Whether your ideal vacation involves lying on a beach, biking up a mountain or exploring a new city, you’ll want a good book to keep you company. INSPIRELLE‘s team members share their top picks of summer reads to sweep you away.
Gillian Szraga, Partnerships & Events
In the summer I literally devour books, especially when jet lag has me up at odd hours. This is why I love reading on my ipad, as soon as I finish I can download something new, and I don’t have to waste kilos in my luggage! Here are my suggestions for three totally different books to keep you entertained this summer.
“A Little Life,” by Hanya Yanagihara
This Man Booker Prize Finalist was voted One of the Best Books of The Year by The New York Times, The Washington Post, and many more. “A Little Life” follows the stories of four college friends focusing mainly on the life of Jude, a more than scarred young man. As much as I could not put this book down, it’s a good idea to take a few mental breaks, because the story is one of pain and struggle beyond what most readers can fathom. Entwined in Jude’s difficult journey is a story of a beautiful friendship, and one of brotherly love. An absolute must for your summer reading.
“A Man Called Ove”, by Fredrik Backman
When you’ve turned the final page in “A Little Life”, “A Man Called Ove” is the perfect pick-me-up to put a smile on your face – I literally LOL’d when reading this! Ove, a grumpy old man with Asperger’s-like tendencies, thinks the world is out to get him – from the neighbors who don’t know how to park their cars to the dog who is purposely peeing on his lawn. Yet, you can’t help but fall in love with him, and lucky for him, this is just what the family across the street does! An uplifting tale of community which will remind you of just how wonderful human interaction can be.
“The Japanese Lover”, by Isabel Allende
Who can resist a good, timeless love story as a light beachside read? Alma is a wealthy Jewish 80-something-year-old who fell in love with her Japanese gardener’s son, Ichimei, when both were mere children. Their love story is discovered by Seth, Alma’s grandson, and Irina, the young caretaker of the retirement home where Alma lives. As the story unfolds, the secrets of Alma’s childhood, her marriage, and the love affair that covered several decades are unveiled.
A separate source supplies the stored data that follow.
mod cli;
mod demo;
mod infra;
mod routes;
mod server;

use practicum::error::AppError;

pub async fn run() -> Result<(), AppError> {
    cli::run().await
}
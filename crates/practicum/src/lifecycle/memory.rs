use std::collections::{BTreeMap, BTreeSet};
use std::sync::{Mutex, MutexGuard};

use chrono::NaiveDate;

use super::domain::{
    Actor, Application, ApplicationId, ApplicationStatus, EnterpriseId, Internship, InternshipFile,
    InternshipId, InternshipLog, InternshipStatus, Position, PositionId, StudentId, TeacherId,
};
use super::store::{LifecycleStore, LifecycleTx, StoreError};

#[derive(Debug, Default, Clone)]
struct State {
    students: BTreeSet<StudentId>,
    teachers: BTreeSet<TeacherId>,
    enterprises: BTreeSet<EnterpriseId>,
    positions: BTreeMap<u64, Position>,
    applications: BTreeMap<u64, Application>,
    internships: BTreeMap<u64, Internship>,
    logs: Vec<InternshipLog>,
    files: Vec<InternshipFile>,
    next_position_id: u64,
    next_application_id: u64,
    next_internship_id: u64,
    next_child_id: u64,
}

impl State {
    fn next_id(counter: &mut u64) -> u64 {
        *counter += 1;
        *counter
    }
}

/// In-memory reference store. A transaction clones the current state, stages
/// all writes on the clone, and swaps it back on commit. The state mutex is
/// held for the whole transaction, which serializes contended operations the
/// same way row locks do in a relational store.
#[derive(Debug, Default)]
pub struct MemoryStore {
    state: Mutex<State>,
}

impl MemoryStore {
    pub fn new() -> Self {
        Self::default()
    }

    fn lock(&self) -> Result<MutexGuard<'_, State>, StoreError> {
        self.state
            .lock()
            .map_err(|_| StoreError::Unavailable("store mutex poisoned".to_string()))
    }

    pub fn register_student(&self, id: StudentId) {
        if let Ok(mut state) = self.state.lock() {
            state.students.insert(id);
        }
    }

    pub fn register_teacher(&self, id: TeacherId) {
        if let Ok(mut state) = self.state.lock() {
            state.teachers.insert(id);
        }
    }

    pub fn register_enterprise(&self, id: EnterpriseId) {
        if let Ok(mut state) = self.state.lock() {
            state.enterprises.insert(id);
        }
    }
}

impl LifecycleStore for MemoryStore {
    fn begin(&self) -> Result<Box<dyn LifecycleTx + '_>, StoreError> {
        let guard = self.lock()?;
        let staged = guard.clone();
        Ok(Box::new(MemoryTx { guard, staged }))
    }
}

struct MemoryTx<'a> {
    guard: MutexGuard<'a, State>,
    staged: State,
}

impl LifecycleTx for MemoryTx<'_> {
    fn student_exists(&self, id: StudentId) -> Result<bool, StoreError> {
        Ok(self.staged.students.contains(&id))
    }

    fn teacher_exists(&self, id: TeacherId) -> Result<bool, StoreError> {
        Ok(self.staged.teachers.contains(&id))
    }

    fn enterprise_exists(&self, id: EnterpriseId) -> Result<bool, StoreError> {
        Ok(self.staged.enterprises.contains(&id))
    }

    fn teacher_ids(&self) -> Result<Vec<TeacherId>, StoreError> {
        Ok(self.staged.teachers.iter().copied().collect())
    }

    fn position(&self, id: PositionId) -> Result<Option<Position>, StoreError> {
        Ok(self.staged.positions.get(&id.0).cloned())
    }

    fn positions(&self) -> Result<Vec<Position>, StoreError> {
        let mut positions: Vec<Position> = self.staged.positions.values().cloned().collect();
        positions.sort_by(|a, b| b.created_at.cmp(&a.created_at));
        Ok(positions)
    }

    fn insert_position(&mut self, mut position: Position) -> Result<Position, StoreError> {
        position.id = PositionId(State::next_id(&mut self.staged.next_position_id));
        self.staged.positions.insert(position.id.0, position.clone());
        Ok(position)
    }

    fn update_position(&mut self, position: &Position) -> Result<(), StoreError> {
        if !self.staged.positions.contains_key(&position.id.0) {
            return Err(StoreError::NotFound);
        }
        self.staged.positions.insert(position.id.0, position.clone());
        Ok(())
    }

    fn remove_position(&mut self, id: PositionId) -> Result<(), StoreError> {
        self.staged
            .positions
            .remove(&id.0)
            .map(|_| ())
            .ok_or(StoreError::NotFound)
    }

    fn application(&self, id: ApplicationId) -> Result<Option<Application>, StoreError> {
        Ok(self.staged.applications.get(&id.0).cloned())
    }

    fn blocking_application_for_student(
        &self,
        id: StudentId,
    ) -> Result<Option<Application>, StoreError> {
        Ok(self
            .staged
            .applications
            .values()
            .find(|application| {
                application.student_id == id && application.status.blocks_new_submission()
            })
            .cloned())
    }

    fn pending_application_count(&self, position: PositionId) -> Result<usize, StoreError> {
        Ok(self
            .staged
            .applications
            .values()
            .filter(|application| {
                application.position_id == position
                    && application.status == ApplicationStatus::Pending
            })
            .count())
    }

    fn insert_application(&mut self, mut application: Application) -> Result<Application, StoreError> {
        application.id = ApplicationId(State::next_id(&mut self.staged.next_application_id));
        self.staged
            .applications
            .insert(application.id.0, application.clone());
        Ok(application)
    }

    fn update_application(&mut self, application: &Application) -> Result<(), StoreError> {
        if !self.staged.applications.contains_key(&application.id.0) {
            return Err(StoreError::NotFound);
        }
        self.staged
            .applications
            .insert(application.id.0, application.clone());
        Ok(())
    }

    fn internship(&self, id: InternshipId) -> Result<Option<Internship>, StoreError> {
        Ok(self.staged.internships.get(&id.0).cloned())
    }

    fn internships_for(&self, actor: Actor) -> Result<Vec<Internship>, StoreError> {
        let mut internships: Vec<Internship> = self
            .staged
            .internships
            .values()
            .filter(|internship| actor.is_party_to(internship))
            .cloned()
            .collect();
        internships.sort_by(|a, b| b.created_at.cmp(&a.created_at));
        Ok(internships)
    }

    fn expired_ongoing(&self, as_of: NaiveDate) -> Result<Vec<Internship>, StoreError> {
        Ok(self
            .staged
            .internships
            .values()
            .filter(|internship| {
                internship.status == InternshipStatus::Ongoing && internship.end_date < as_of
            })
            .cloned()
            .collect())
    }

    fn expiring_ongoing(
        &self,
        from: NaiveDate,
        until: NaiveDate,
    ) -> Result<Vec<Internship>, StoreError> {
        Ok(self
            .staged
            .internships
            .values()
            .filter(|internship| {
                internship.status == InternshipStatus::Ongoing
                    && internship.end_date >= from
                    && internship.end_date <= until
            })
            .cloned()
            .collect())
    }

    fn insert_internship(&mut self, mut internship: Internship) -> Result<Internship, StoreError> {
        if self
            .staged
            .internships
            .values()
            .any(|existing| existing.application_id == internship.application_id)
        {
            return Err(StoreError::Conflict);
        }
        internship.id = InternshipId(State::next_id(&mut self.staged.next_internship_id));
        self.staged
            .internships
            .insert(internship.id.0, internship.clone());
        Ok(internship)
    }

    fn update_internship(&mut self, internship: &Internship) -> Result<(), StoreError> {
        if !self.staged.internships.contains_key(&internship.id.0) {
            return Err(StoreError::NotFound);
        }
        self.staged
            .internships
            .insert(internship.id.0, internship.clone());
        Ok(())
    }

    fn logs_for(&self, id: InternshipId) -> Result<Vec<InternshipLog>, StoreError> {
        let mut logs: Vec<InternshipLog> = self
            .staged
            .logs
            .iter()
            .filter(|log| log.internship_id == id)
            .cloned()
            .collect();
        logs.sort_by(|a, b| {
            b.log_date
                .cmp(&a.log_date)
                .then(b.created_at.cmp(&a.created_at))
        });
        Ok(logs)
    }

    fn insert_log(&mut self, mut log: InternshipLog) -> Result<InternshipLog, StoreError> {
        log.id = State::next_id(&mut self.staged.next_child_id);
        self.staged.logs.push(log.clone());
        Ok(log)
    }

    fn files_for(&self, id: InternshipId) -> Result<Vec<InternshipFile>, StoreError> {
        let mut files: Vec<InternshipFile> = self
            .staged
            .files
            .iter()
            .filter(|file| file.internship_id == id)
            .cloned()
            .collect();
        files.sort_by(|a, b| b.uploaded_at.cmp(&a.uploaded_at));
        Ok(files)
    }

    fn insert_file(&mut self, mut file: InternshipFile) -> Result<InternshipFile, StoreError> {
        file.id = State::next_id(&mut self.staged.next_child_id);
        self.staged.files.push(file.clone());
        Ok(file)
    }

    fn commit(self: Box<Self>) -> Result<(), StoreError> {
        let MemoryTx { mut guard, staged } = *self;
        *guard = staged;
        Ok(())
    }
}
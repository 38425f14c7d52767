//! Core library for the internship placement platform: configuration,
//! telemetry, and the lifecycle engine that drives positions, applications,
//! and internships.

pub mod config;
pub mod error;
pub mod lifecycle;
pub mod telemetry;
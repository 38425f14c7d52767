//! End-to-end scenarios for the internship lifecycle, driven entirely through
//! the public engine facade: position capacity accounting, application review,
//! the expiry sweep, and the dual evaluation that closes a placement out.

mod common {
    use std::sync::{Arc, Mutex};

    use chrono::NaiveDate;

    use practicum::lifecycle::{
        AuditEntry, AuditError, AuditSink, EnterpriseId, LifecycleEngine, MemoryStore,
        Notification, NotificationKind, NotificationSink, NotifyError, PositionDraft, StudentId,
        TeacherId,
    };

    pub const STUDENTS: [StudentId; 5] = [
        StudentId(1),
        StudentId(2),
        StudentId(3),
        StudentId(4),
        StudentId(5),
    ];
    pub const WAITLISTED: StudentId = StudentId(6);
    pub const TEACHER: TeacherId = TeacherId(10);
    pub const ENTERPRISE: EnterpriseId = EnterpriseId(20);

    #[derive(Default)]
    pub struct RecordingNotifier {
        events: Mutex<Vec<Notification>>,
    }

    impl RecordingNotifier {
        pub fn count_of(&self, kind: NotificationKind) -> usize {
            self.events
                .lock()
                .expect("notifier mutex poisoned")
                .iter()
                .filter(|notification| notification.kind == kind)
                .count()
        }
    }

    impl NotificationSink for RecordingNotifier {
        fn publish(&self, notification: Notification) -> Result<(), NotifyError> {
            self.events
                .lock()
                .expect("notifier mutex poisoned")
                .push(notification);
            Ok(())
        }
    }

    #[derive(Default)]
    pub struct RecordingAudit {
        entries: Mutex<Vec<AuditEntry>>,
    }

    impl RecordingAudit {
        pub fn len(&self) -> usize {
            self.entries.lock().expect("audit mutex poisoned").len()
        }
    }

    impl AuditSink for RecordingAudit {
        fn append(&self, entry: AuditEntry) -> Result<(), AuditError> {
            self.entries
                .lock()
                .expect("audit mutex poisoned")
                .push(entry);
            Ok(())
        }
    }

    pub type WorkflowEngine = LifecycleEngine<MemoryStore, RecordingNotifier, RecordingAudit>;

    pub fn build_engine() -> (
        std::sync::Arc<WorkflowEngine>,
        Arc<RecordingNotifier>,
        Arc<RecordingAudit>,
    ) {
        let store = Arc::new(MemoryStore::new());
        for student in STUDENTS {
            store.register_student(student);
        }
        store.register_student(WAITLISTED);
        store.register_teacher(TEACHER);
        store.register_enterprise(ENTERPRISE);

        let notifier = Arc::new(RecordingNotifier::default());
        let audit = Arc::new(RecordingAudit::default());
        let engine = Arc::new(LifecycleEngine::new(
            store,
            notifier.clone(),
            audit.clone(),
        ));
        (engine, notifier, audit)
    }

    pub fn date(year: i32, month: u32, day: u32) -> NaiveDate {
        NaiveDate::from_ymd_opt(year, month, day).expect("valid date")
    }

    pub fn cohort_position() -> PositionDraft {
        PositionDraft {
            title: "Data Platform Intern".to_string(),
            description: "Build ingestion pipelines for the analytics team".to_string(),
            requirements: None,
            total_slots: 5,
            start_date: date(2026, 9, 1),
            end_date: date(2026, 12, 1),
        }
    }
}

use common::*;
use practicum::lifecycle::{
    Actor, ApplicationRequest, ConflictCode, Evaluator, InternshipStatus, LifecycleError,
    NotificationKind, PositionStatus,
};

fn apply(
    engine: &WorkflowEngine,
    student: practicum::lifecycle::StudentId,
    position: practicum::lifecycle::PositionId,
) -> Result<practicum::lifecycle::Application, LifecycleError> {
    engine.submit_application(
        student,
        ApplicationRequest {
            position_id: position,
            personal_statement: "Eager to work on data infrastructure".to_string(),
            contact_info: "cohort@example.edu".to_string(),
        },
    )
}

#[test]
fn cohort_fills_every_slot_and_then_turns_students_away() {
    let (engine, _, _) = build_engine();
    let position = engine
        .create_position(ENTERPRISE, cohort_position())
        .expect("position created");

    for student in STUDENTS {
        let application = apply(&engine, student, position.id).expect("submission accepted");
        engine
            .approve_application(application.id, TEACHER)
            .expect("approval succeeds");
    }

    let filled = engine
        .position(position.id, date(2026, 9, 15))
        .expect("position readable");
    assert_eq!(filled.available_slots, 0);
    assert_eq!(filled.status, PositionStatus::Full);

    let err = apply(&engine, WAITLISTED, position.id).expect_err("sixth student turned away");
    assert!(matches!(
        err,
        LifecycleError::Conflict {
            code: ConflictCode::PositionFull,
            ..
        }
    ));
}

#[test]
fn full_lifecycle_from_application_to_final_score() {
    let (engine, notifier, audit) = build_engine();
    let position = engine
        .create_position(ENTERPRISE, cohort_position())
        .expect("position created");

    let application = apply(&engine, STUDENTS[0], position.id).expect("submission accepted");
    let outcome = engine
        .approve_application(application.id, TEACHER)
        .expect("approval succeeds");
    let internship = outcome.internship;
    assert_eq!(internship.status, InternshipStatus::Ongoing);

    // Midway through the placement the student can see progress.
    let view = engine
        .internship(internship.id, Actor::Student(STUDENTS[0]), date(2026, 10, 16))
        .expect("internship readable");
    assert_eq!(view.progress.total_days, 91);
    assert_eq!(view.progress.completed_days, 45);
    assert!(!view.progress.is_completed);

    // The sweep closes the placement after the end date; a rerun is a no-op.
    let sweep = engine
        .sweep_expired(date(2026, 12, 2), None)
        .expect("sweep runs");
    assert_eq!(sweep.updated, 1);
    let rerun = engine
        .sweep_expired(date(2026, 12, 2), None)
        .expect("sweep reruns");
    assert_eq!(rerun.updated, 0);

    // Both sides evaluate; the final score is the equal-weight average.
    engine
        .submit_evaluation(internship.id, Evaluator::Teacher(TEACHER), 88, None)
        .expect("teacher evaluation");
    let completed = engine
        .submit_evaluation(internship.id, Evaluator::Enterprise(ENTERPRISE), 92, None)
        .expect("enterprise evaluation");
    assert_eq!(completed.status, InternshipStatus::Completed);
    assert_eq!(completed.final_score, Some(90.0));

    let evaluation = engine
        .evaluation(internship.id, STUDENTS[0])
        .expect("student view");
    assert_eq!(evaluation.teacher_score, Some(88));
    assert_eq!(evaluation.enterprise_score, Some(92));

    assert_eq!(notifier.count_of(NotificationKind::InternshipCompleted), 1);
    // position create, submit, approve, sweep x2, evaluation x2.
    assert_eq!(audit.len(), 7);
}

#[test]
fn approved_students_cannot_double_book_themselves() {
    let (engine, _, _) = build_engine();
    let position = engine
        .create_position(ENTERPRISE, cohort_position())
        .expect("position created");

    let application = apply(&engine, STUDENTS[0], position.id).expect("submission accepted");
    engine
        .approve_application(application.id, TEACHER)
        .expect("approval succeeds");

    let err = apply(&engine, STUDENTS[0], position.id).expect_err("second booking blocked");
    assert!(matches!(
        err,
        LifecycleError::Conflict {
            code: ConflictCode::DuplicateApplication,
            ..
        }
    ));
}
Elizabeth Brahy, Arts & Culture Editor
Maybe it’s my contrarian nature, but when the sun is shining, I like to go dark. There’s nothing better than lying on the beach reading a really juicy thriller or relaxing after a day of family fun with a novel that plumbs the depth of the human condition. If you’re a similar fan of twisty stories that will keep you on the edge of your beach towel, here my top picks.
“The Late Show” by Michael Connelly
Michael Connelly is one of the world’s most renowned crime writers. Best known for his excellent novels featuring Detective Harry Bosch (which is now an excellent series on Amazon Prime), Connelly’s latest introduces a new hero, Los Angeles Police Department officer Renée Ballard. Shunted to the night shift after filing a sexual harassment suit against her boss, Renée responds to calls, but is rarely allowed to do any real investigating. Things change when she gets caught up in two cases: the brutal beating of a transgender prostitute, and a shooting at a nightclub. Determined to see things through for once, Renée actions will bring back several figures from her past and make her a target of both the LAPD and a dangerous killer. Connelly is a master of mixing suspenseful police procedural elements with fined-tuned characterizations, and NO ONE writes better about the massive, diverse sprawl that is Los Angeles. A great start to a new series featuring a strong lead female character.
“The Underground Railroad” by Colson Whitehead
A page-turner of a different kind, Whitehead’s Pulitzer Prize-winning novel kicks off from a bold yet simple premise: what if the ”underground railroad” that helped slaves escape north to freedom had been an actual railroad? From there, Whitehead recounts the picaresque journey of Cora, a young woman who runs off from a Georgia plantation, as well as the stories of the people who help her and those who hunt her. By mixing speculative and factual elements, Whitehead is able to get to a larger truth about America’s troubling history of oppression. And while he doesn’t shy away from the brutal realities of slavery and other atrocities, his prodigious imagination, vivid characters and luminous prose make the book difficult to put down. Cora’s story will stay with you long after your summer sunburn has faded.
“The History of Love” by Nicole Krauss
A more heart-warming read (although not without its moments of tragedy) is Krauss’ 2005 novel, “The History of Love.” The book alternates between two stories – that of octogenarian Leo Gursky, a Polish war refugee, who came to America in search of a lost love and that of 14-year-old Alma Singer, who is searching for a way to deal with her widowed mother’s loneliness. Linking them together is a mysterious book that has deep connections to both their lives. A meditation on love, loss and the power of literature, Krauss’ book will both break your heart and fill it with joy. Read it this summer in advance of Krauss’ visit to Paris, where she will open the American Library in Paris’ Evenings with an Author series at the rentrée. Happy reading and happy summer, everyone!